What you have to do |
Give back exactly the lines that run from the beginning of the entries to the line containing "pub struct MatchingSettings", both included, and nothing else.

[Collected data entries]
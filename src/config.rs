use config::{Config, ConfigError, Environment, File};
use serde::Deserialize;
use std::path::Path;

/// Application configuration
#[derive(Debug, Clone, Deserialize)]
pub struct Settings {
    pub sheets: SheetsSettings,
    pub openai: OpenAiSettings,
    #[serde(default)]
    pub matching: MatchingSettings,
    #[serde(default)]
    pub logging: LoggingSettings,
}

#[derive(Debug, Clone, Deserialize)]
pub struct SheetsSettings {
    #[serde(default = "default_sheets_endpoint")]
    pub endpoint: String,
    pub spreadsheet_id: String,
    #[serde(default = "default_range")]
    pub range: String,
    pub access_token: String,
}

fn default_sheets_endpoint() -> String { "https://sheets.googleapis.com".to_string() }
fn default_range() -> String { "Form Responses".to_string() }

#[derive(Debug, Clone, Deserialize)]
pub struct OpenAiSettings {
    #[serde(default = "default_openai_endpoint")]
    pub endpoint: String,
    pub api_key: String,
    #[serde(default = "default_model")]
    pub model: String,
}

fn default_openai_endpoint() -> String { "https://api.openai.com".to_string() }
fn default_model() -> String { "gpt-4o".to_string() }

#[derive(Debug, Clone, Deserialize)]
pub struct MatchingSettings {
    /// Candidate cap passed into the scoring prompt; the model may return
    /// fewer lines but is asked never to return more.
    #[serde(default = "default_max_matches")]
    pub max_matches: u8,
}

impl Default for MatchingSettings {
    fn default() -> Self {
        Self { max_matches: default_max_matches() }
    }
}

fn default_max_matches() -> u8 { 10 }

#[derive(Debug, Clone, Deserialize)]
pub struct LoggingSettings {
    #[serde(default = "default_log_level")]
    pub level: String,
    #[serde(default = "default_log_format")]
    pub format: String,
}

impl Default for LoggingSettings {
    fn default() -> Self {
        Self {
            level: default_log_level(),
            format: default_log_format(),
        }
    }
}

fn default_log_level() -> String { "info".to_string() }
fn default_log_format() -> String { "json".to_string() }

impl Settings {
    /// Load configuration from file and environment variables
    ///
    /// Configuration is loaded in the following order (later overrides earlier):
    /// 1. Default values in the struct
    /// 2. Configuration file (config/default.toml)
    /// 3. Environment variables (prefixed with MENTOR_)
    pub fn load() -> Result<Self, ConfigError> {
        let mut settings = Config::builder()
            // Add default config file
            .add_source(File::with_name("config/default").required(false))
            // Add local config file (for development overrides)
            .add_source(File::with_name("config/local").required(false))
            // Add environment variables (prefixed with MENTOR_)
            // e.g., MENTOR_OPENAI__MODEL -> openai.model
            .add_source(
                Environment::with_prefix("MENTOR")
                    .prefix_separator("__")
                    .separator("__")
                    .try_parsing(true),
            )
            .build()?;

        // Pull secrets from their conventional environment variables
        settings = substitute_env_vars(settings)?;

        settings.try_deserialize()
    }

    /// Load configuration from a custom path
    pub fn load_from<P: AsRef<Path>>(path: P) -> Result<Self, ConfigError> {
        let settings = Config::builder()
            .add_source(File::from(path.as_ref()))
            .add_source(
                Environment::with_prefix("MENTOR")
                    .prefix_separator("__")
                    .separator("__")
                    .try_parsing(true),
            )
            .build()?;

        settings.try_deserialize()
    }
}

/// Override secret settings from plain environment variables
///
/// `OPENAI_API_KEY` and `SHEETS_ACCESS_TOKEN` are checked first, then the
/// prefixed forms (`MENTOR_OPENAI__API_KEY`, `MENTOR_SHEETS__ACCESS_TOKEN`).
fn substitute_env_vars(settings: Config) -> Result<Config, ConfigError> {
    use std::env;

    let api_key = env::var("OPENAI_API_KEY")
        .or_else(|_| env::var("MENTOR_OPENAI__API_KEY"))
        .ok();
    let access_token = env::var("SHEETS_ACCESS_TOKEN")
        .or_else(|_| env::var("MENTOR_SHEETS__ACCESS_TOKEN"))
        .ok();

    let mut builder = Config::builder().add_source(settings);

    if let Some(api_key) = api_key {
        builder = builder.set_override("openai.api_key", api_key)?;
    }
    if let Some(access_token) = access_token {
        builder = builder.set_override("sheets.access_token", access_token)?;
    }

    builder.build()
}
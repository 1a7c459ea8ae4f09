// Unit tests for Mentor Match

use mentor_match::core::{
    cleanup::remove_blank_lines,
    filters::is_gender_match,
};
use mentor_match::models::domain::{columns, Participant};

#[test]
fn test_both_no_preference_always_matches() {
    let genders = ["Male", "Female", "Nonbinary", ""];
    for ga in genders {
        for gb in genders {
            assert!(
                is_gender_match(ga, "No preference", gb, "No preference"),
                "expected match for genders ({ga:?}, {gb:?})",
            );
        }
    }
}

#[test]
fn test_no_preference_substring_counts() {
    assert!(is_gender_match(
        "Male",
        "No preference, happy either way",
        "Female",
        "No preference really",
    ));
}

#[test]
fn test_explicit_preferences_require_cross_equality() {
    // Both sides stated a preference: true iff each gender equals the other
    // side's preference
    assert!(is_gender_match("Male", "Female", "Female", "Male"));
    assert!(is_gender_match("Female", "Female", "Female", "Female"));

    assert!(!is_gender_match("Male", "Female", "Female", "Female"));
    assert!(!is_gender_match("Male", "Male", "Female", "Male"));
    assert!(!is_gender_match("Male", "Female", "Male", "Female"));
}

#[test]
fn test_single_no_preference_checks_remaining_side() {
    assert!(is_gender_match("Male", "No preference", "Female", "Male"));
    assert!(!is_gender_match("Male", "No preference", "Female", "Female"));
    assert!(is_gender_match("Female", "Male", "Male", "No preference"));
    assert!(!is_gender_match("Female", "Female", "Male", "No preference"));
}

#[test]
fn test_predicate_stable_under_consistent_argument_swap() {
    let values = ["Male", "Female", "No preference", ""];
    for ga in values {
        for pa in values {
            for gb in values {
                for pb in values {
                    assert_eq!(
                        is_gender_match(ga, pa, gb, pb),
                        is_gender_match(gb, pb, ga, pa),
                        "swap mismatch for ({ga:?}, {pa:?}, {gb:?}, {pb:?})",
                    );
                }
            }
        }
    }
}

#[test]
fn test_malformed_values_fail_to_match() {
    assert!(!is_gender_match("", "", "", ""));
    assert!(!is_gender_match("Male", "???", "Female", "???"));
}

#[test]
fn test_cleanup_removes_blank_lines_only() {
    assert_eq!(remove_blank_lines("a\n\n b \n\nc"), "a\n b \nc");
    assert_eq!(remove_blank_lines(""), "");
    assert_eq!(remove_blank_lines("single"), "single");
}

#[test]
fn test_cleanup_idempotent() {
    let samples = [
        "a\n\n b \n\nc",
        "Mentor; mail;\n\nMentee; mail\n",
        "\n\n\n",
        "  leading and trailing  ",
    ];
    for s in samples {
        let once = remove_blank_lines(s);
        assert_eq!(remove_blank_lines(&once), once);
    }
}

#[test]
fn test_participant_from_row_round_trips_fields() {
    let mut row = vec![String::new(); 41];
    row[columns::ROLE] = "Mentee".to_string();
    row[columns::FIRST_NAME] = "Noa".to_string();
    row[columns::LAST_NAME] = "Bar".to_string();
    row[columns::EMAIL] = "noa@example.com".to_string();
    row[columns::CITY] = "Sunnyvale".to_string();
    row[columns::STATE] = "California".to_string();
    row[columns::GENDER] = "Female".to_string();
    row[columns::GENDER_PREFERENCE] = "Male".to_string();
    row[columns::OCCUPATION] = "Engineer".to_string();

    let p = Participant::from_row(&row);

    assert!(p.is_mentee());
    assert_eq!(p.full_name(), "Noa Bar");
    assert_eq!(p.city, "Sunnyvale");
    assert_eq!(p.gender_preference, "Male");
    assert_eq!(p.occupation, "Engineer");
    // Columns the row never set parse as empty text
    assert_eq!(p.work_history, "");
    assert_eq!(p.anything_else, "");
}
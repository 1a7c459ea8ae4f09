/// The questionnaire phrase meaning "match me with anyone"
///
/// Checked by containment, not equality: form exports sometimes carry the
/// phrase inside a longer answer ("No preference / rather not say").
const NO_PREFERENCE: &str = "No preference";

/// Check whether a mentor/mentee pairing is permissible under both parties'
/// stated gender preferences
///
/// The rules are an unordered disjunction; the first that holds wins:
/// - both sides have no preference
/// - each side's gender equals the other side's stated preference
/// - one side has no preference and its gender satisfies the other side
///
/// Gender comparison is exact and case-sensitive, so empty or malformed
/// values simply fail to match. The predicate is stable under swapping the
/// two parties as long as each gender stays paired with its own preference.
#[inline]
pub fn is_gender_match(
    gender_mentor: &str,
    gender_pref_mentor: &str,
    gender_mentee: &str,
    gender_pref_mentee: &str,
) -> bool {
    // Both are No preference
    if gender_pref_mentor.contains(NO_PREFERENCE) && gender_pref_mentee.contains(NO_PREFERENCE) {
        return true;
    }

    // Each gender satisfies the other party's preference
    if gender_mentor == gender_pref_mentee && gender_mentee == gender_pref_mentor {
        return true;
    }

    // Mentor is No preference and Mentee has a preference
    if gender_pref_mentor.contains(NO_PREFERENCE) && gender_mentor == gender_pref_mentee {
        return true;
    }

    // Mentee is No preference and Mentor has a preference
    if gender_pref_mentee.contains(NO_PREFERENCE) && gender_mentee == gender_pref_mentor {
        return true;
    }

    false
}
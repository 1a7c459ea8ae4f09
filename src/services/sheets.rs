use reqwest::Client;
use serde_json::Value;
use std::time::Duration;
use thiserror::Error;

/// Errors that can occur when reading from Google Sheets
#[derive(Debug, Error)]
pub enum SheetsError {
    #[error("HTTP request failed: {0}")]
    Request(#[from] reqwest::Error),

    #[error("API returned error: {0}")]
    Api(String),

    #[error("Invalid response format: {0}")]
    InvalidResponse(String),
}

/// Read-only Google Sheets values client
///
/// Fetches a named range of questionnaire rows through the Sheets v4 REST
/// API. Obtaining and refreshing the OAuth access token is the caller's
/// responsibility; the client only attaches it as a bearer header.
pub struct SheetsClient {
    base_url: String,
    access_token: String,
    client: Client,
}

impl SheetsClient {
    pub fn new(base_url: String, access_token: String) -> Self {
        let client = Client::builder()
            .timeout(Duration::from_secs(30))
            .build()
            .expect("Failed to create HTTP client");

        Self {
            base_url,
            access_token,
            client,
        }
    }

    /// Fetch all rows of a spreadsheet range
    ///
    /// Returns the rows in sheet order, each as a vector of cell strings.
    /// Trailing empty cells are omitted by the API, so rows are ragged.
    /// A range with no values yields an empty vector.
    pub async fn fetch_rows(
        &self,
        spreadsheet_id: &str,
        range: &str,
    ) -> Result<Vec<Vec<String>>, SheetsError> {
        let url = format!(
            "{}/v4/spreadsheets/{}/values/{}",
            self.base_url.trim_end_matches('/'),
            spreadsheet_id,
            urlencoding::encode(range),
        );

        tracing::debug!("Fetching rows from: {}", url);

        let response = self
            .client
            .get(&url)
            .bearer_auth(&self.access_token)
            .send()
            .await?;

        if !response.status().is_success() {
            return Err(SheetsError::Api(format!(
                "Failed to fetch range '{}': {}",
                range,
                response.status()
            )));
        }

        let json: Value = response.json().await?;

        let Some(values) = json.get("values") else {
            tracing::warn!("Range '{}' returned no values", range);
            return Ok(Vec::new());
        };

        let values = values
            .as_array()
            .ok_or_else(|| SheetsError::InvalidResponse("'values' is not an array".into()))?;

        let rows = values
            .iter()
            .map(|row| {
                row.as_array()
                    .map(|cells| {
                        cells
                            .iter()
                            .map(|cell| cell.as_str().unwrap_or_default().to_string())
                            .collect()
                    })
                    .ok_or_else(|| SheetsError::InvalidResponse("row is not an array".into()))
            })
            .collect::<Result<Vec<Vec<String>>, _>>()?;

        tracing::debug!("Fetched {} rows from range '{}'", rows.len(), range);

        Ok(rows)
    }
}
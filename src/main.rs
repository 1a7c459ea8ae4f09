mod config;
mod core;
mod models;
mod services;

use crate::config::Settings;
use crate::core::{remove_blank_lines, scoring_prompt, PairingEngine};
use crate::models::Participant;
use crate::services::{OpenAiClient, SheetsClient};
use tracing::{error, info, warn};

#[tokio::main]
async fn main() -> std::io::Result<()> {
    // Load .env file if present
    dotenv::dotenv().ok();

    // Initialize logging
    let log_level = std::env::var("LOG_LEVEL").unwrap_or_else(|_| "info".to_string());
    let log_format = std::env::var("LOG_FORMAT").unwrap_or_else(|_| "json".to_string());

    let subscriber = tracing_subscriber::fmt()
        .with_env_filter(
            tracing_subscriber::EnvFilter::try_from_default_env()
                .unwrap_or_else(|_| tracing_subscriber::EnvFilter::new(log_level)),
        )
        .with_target(false)
        .with_level(true)
        // Rankings go to stdout for the spreadsheet paste; logs stay on stderr
        .with_writer(std::io::stderr);

    if log_format == "pretty" {
        subscriber.pretty().init();
    } else {
        subscriber.init();
    }

    info!("Starting Mentor Match pairing run...");

    // Load configuration
    let settings = Settings::load().unwrap_or_else(|e| {
        error!("Failed to load configuration: {}", e);
        panic!("Configuration error: {}", e);
    });

    info!("Configuration loaded successfully");

    let sheets = SheetsClient::new(
        settings.sheets.endpoint,
        settings.sheets.access_token,
    );
    let oracle = OpenAiClient::new(
        settings.openai.endpoint,
        settings.openai.api_key,
        settings.openai.model,
    );
    let engine = PairingEngine::new();
    let max_matches = settings.matching.max_matches;

    // Fetch the questionnaire rows once; a transport failure here is fatal
    let rows = sheets
        .fetch_rows(&settings.sheets.spreadsheet_id, &settings.sheets.range)
        .await
        .map_err(|e| {
            error!("Failed to fetch spreadsheet rows: {}", e);
            std::io::Error::new(std::io::ErrorKind::Other, e.to_string())
        })?;

    if rows.len() <= 1 {
        info!("No data found.");
        return Ok(());
    }

    // Skip the header row and parse once into named-field records
    let participants: Vec<Participant> = rows[1..].iter().map(|row| Participant::from_row(row)).collect();

    let mentor_count = participants.iter().filter(|p| p.is_mentor()).count();
    info!(
        "Parsed {} participants ({} mentors)",
        participants.len(),
        mentor_count
    );

    // One oracle call per mentor, strictly in row order
    for dossier in engine.build_dossiers(&participants) {
        info!(
            "Ranking mentor {} <{}> against {} compatible mentees",
            dossier.mentor_name, dossier.mentor_email, dossier.mentee_count
        );

        let prompt = scoring_prompt(&dossier, max_matches);

        // Oracle failures are per-mentor recoverable: substitute a
        // descriptive line and keep going
        let ranking = match oracle.rank(&prompt).await {
            Ok(text) => text,
            Err(e) => {
                warn!("Ranking failed for {}: {}", dossier.mentor_name, e);
                format!("An error occurred: {}", e)
            }
        };

        println!("{}", remove_blank_lines(&ranking));
    }

    info!("Pairing run complete");

    Ok(())
}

Answer box |
filename src/config.rs
use config::{Config, ConfigError, Environment, File};
use serde::Deserialize;
use std::path::Path;

/// Application configuration
#[derive(Debug, Clone, Deserialize)]
pub struct Settings {
    pub sheets: SheetsSettings,
    pub openai: OpenAiSettings,
    #[serde(default)]
    pub matching: MatchingSettings,
    #[serde(default)]
    pub logging: LoggingSettings,
}

#[derive(Debug, Clone, Deserialize)]
pub struct SheetsSettings {
    #[serde(default = "default_sheets_endpoint")]
    pub endpoint: String,
    pub spreadsheet_id: String,
    #[serde(default = "default_range")]
    pub range: String,
    pub access_token: String,
}

fn default_sheets_endpoint() -> String { "https://sheets.googleapis.com".to_string() }
fn default_range() -> String { "Form Responses".to_string() }

#[derive(Debug, Clone, Deserialize)]
pub struct OpenAiSettings {
    #[serde(default = "default_openai_endpoint")]
    pub endpoint: String,
    pub api_key: String,
    #[serde(default = "default_model")]
    pub model: String,
}

fn default_openai_endpoint() -> String { "https://api.openai.com".to_string() }
fn default_model() -> String { "gpt-4o".to_string() }

#[derive(Debug, Clone, Deserialize)]
pub struct MatchingSettings {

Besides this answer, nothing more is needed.